Cricket statesman’s wise words will be missed
SPORTS TALK WITH JOSEPH ROMANOS
Not surprisingly, the cricket world has been grieving since Richie Benaud died last week, aged 84.
After Don Bradman’s death in 2001, Benaud was cricket’s elder statesman. He was, again after Bradman, the most influential figure in Australian cricket history.
Considering his stature – a great all-rounder, a test captain who never lost a series, and an international broadcaster since 1960 – I was disappointed he did not speak out more strongly against unsavoury aspects of the game, such as sledging and throwing.
So I resolved to get his opinions on those issues during an interview in 2003, when he was in Wellington in support of the Lifeflight trust.
But Benaud, a canny and experienced journalist, wouldn’t be led into saying something he didn’t want, and our discussion was at times slightly testy.
By then Benaud was reminding me of one of one of those puppets from the television show Thunderbirds. Once a vital, virile cricketer, he looked distinctly aged on screen, if immaculately attired and coiffured.
However, in person he was still quick-witted and lively.
I asked him about one of the scourges of modern cricket – chucking.
When he was captaining Australia, Benaud’s fast bowler, Ian Meckiff, was no balled out of test cricket for throwing. Was the situation any better now?
He shrugged, and let the question pass outside the off stump.
‘‘Since the ICC took over deciding what is a legal delivery, I haven’t given the matter any thought,’’ he deadpanned.
‘‘What’s the point? Umpires today can’t even no ball a bowler for throwing. They have to mention it quietly after the day’s play.’’
Yes, but were the actions of bowlers like Muttiah Muralitharan fair? ‘‘I don’t think about it.’’
A person steeped in cricket – he had to have an opinion, I persisted. A glimmer of a grin.
‘‘I will admit there are occasions when I wake up in the early hours of the morn- ing and have a quiet think to myself . . .’’
That was it. As with his commentaries, he made his point with a minimum of words.
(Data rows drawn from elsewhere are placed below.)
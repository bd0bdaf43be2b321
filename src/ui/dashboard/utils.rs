//! Dashboard utility functions
//!
//! Contains helper functions used across dashboard components

use crate::events::Source;
use crate::models::BadgeStyle;
use crate::notice::Severity;
use ratatui::prelude::Color;
use std::time::Duration;

/// Get a ratatui color for an event based on where it came from
pub fn get_source_color(source: &Source) -> Color {
    match source {
        Source::Scheduler => Color::Cyan,
        Source::Environment => Color::LightGreen,
        Source::Prediction => Color::Yellow,
        Source::Export => Color::LightBlue,
        Source::Thresholds => Color::LightRed,
    }
}

pub fn badge_color(style: BadgeStyle) -> Color {
    match style {
        BadgeStyle::Success => Color::Green,
        BadgeStyle::Warning => Color::Yellow,
        BadgeStyle::Danger => Color::Red,
        BadgeStyle::Neutral => Color::Gray,
    }
}

pub fn severity_color(severity: Severity) -> Color {
    match severity {
        Severity::Info => Color::LightBlue,
        Severity::Success => Color::Green,
        Severity::Warning => Color::Yellow,
        Severity::Danger => Color::Red,
    }
}

/// Format compact timestamp (`MM-DD HH:MM`) from a `YYYY-MM-DD HH:MM:SS` timestamp
pub fn format_compact_timestamp(timestamp: &str) -> String {
    let mut parts = timestamp.split(' ');
    let (Some(date_part), Some(time_part)) = (parts.next(), parts.next()) else {
        return timestamp.to_string();
    };
    match (date_part.get(5..10), time_part.get(0..5)) {
        (Some(month_day), Some(hour_min)) => format!("{} {}", month_day, hour_min),
        _ => timestamp.to_string(),
    }
}

/// `1h 02m 03s`, dropping leading zero units.
pub fn format_duration(duration: Duration) -> String {
    let secs = duration.as_secs();
    let (hours, minutes, seconds) = (secs / 3600, (secs % 3600) / 60, secs % 60);
    if hours > 0 {
        format!("{}h {:02}m {:02}s", hours, minutes, seconds)
    } else if minutes > 0 {
        format!("{}m {:02}s", minutes, seconds)
    } else {
        format!("{}s", seconds)
    }
}

#[cfg(test)]
mod tests {
    use super::*;

    #[test]
    fn test_compact_timestamp() {
        assert_eq!(format_compact_timestamp("2024-05-01 14:05:09"), "05-01 14:05");
        assert_eq!(format_compact_timestamp("garbage"), "garbage");
    }

    #[test]
    fn test_format_duration() {
        assert_eq!(format_duration(Duration::from_secs(9)), "9s");
        assert_eq!(format_duration(Duration::from_secs(125)), "2m 05s");
        assert_eq!(format_duration(Duration::from_secs(3723)), "1h 02m 03s");
    }
}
What about on-field behaviour?
Benaud was one of the most gregarious players of his age, shirt undone almost to his navel it seemed, rushing over to backslap a fieldsman for taking a catch.
‘‘I was more showy than players before me, but there wasn’t any hugging, high fives or licking people’s ears.
‘‘Even so, former players like Fingleton and O’Reilly were a bit scornful of my antics.’’
What about modern behaviour?
‘‘Some of it is obviously unsavoury. Physical contact between opposing players should be stamped on hard.
‘‘But generally players’ actions reflect of the society they live in.
‘‘I do think players are less modest these days, but a lot of things are done for the benefit of television.
‘‘For instance, when a batsman nears 50 or 100, his team-mates will converge on the balcony so when he reaches the milestone and the television cameras pan on them, they’ll be there and not be labelled bad team members.’’
Benaud did tremendous things during his career.
In 1960, his adventurous captaincy, and that of his West Indies opponent, Frank Worrell, led to the greatest test series ever, including the tied test, and the rejuvenation of cricket.
In 1977, he sided strongly with Kerry Packer’s World Series Cricket against the establishment, led by Bradman.
He felt international cricketers had been treated like servants for too long.
His stance briefly cost him his friendship with Bradman and senior cricket figures, but he was proved right.
And in 1981 he was outstanding when summing up after the infamous underarm incident. ‘‘One of the worst things I’ve ever seen done on a cricket field,’’ he said, slamming Australian captain Greg Chappell.
Generally he restrained.
He did gently chide commentary new boy Mark Taylor for describing a batsman’s dismissal as a tragedy.
‘‘Mark,’’ he told Taylor later, ‘‘a tragedy is the Titanic, not a batsman getting out.’’
And he had a dry sense of humour. ‘‘And Glenn McGrath is dismissed for two, just 98 runs short of his century,’’ he said when the perennial Australian No 11 headed back to the pavilion.
As the first test cricketer to take 200 wickets and score 2000 runs, and as the world’s most respected cricket broadcaster for more than 60 years, Benaud left an indelible impression.
And he did it saying what he wanted and not a word more.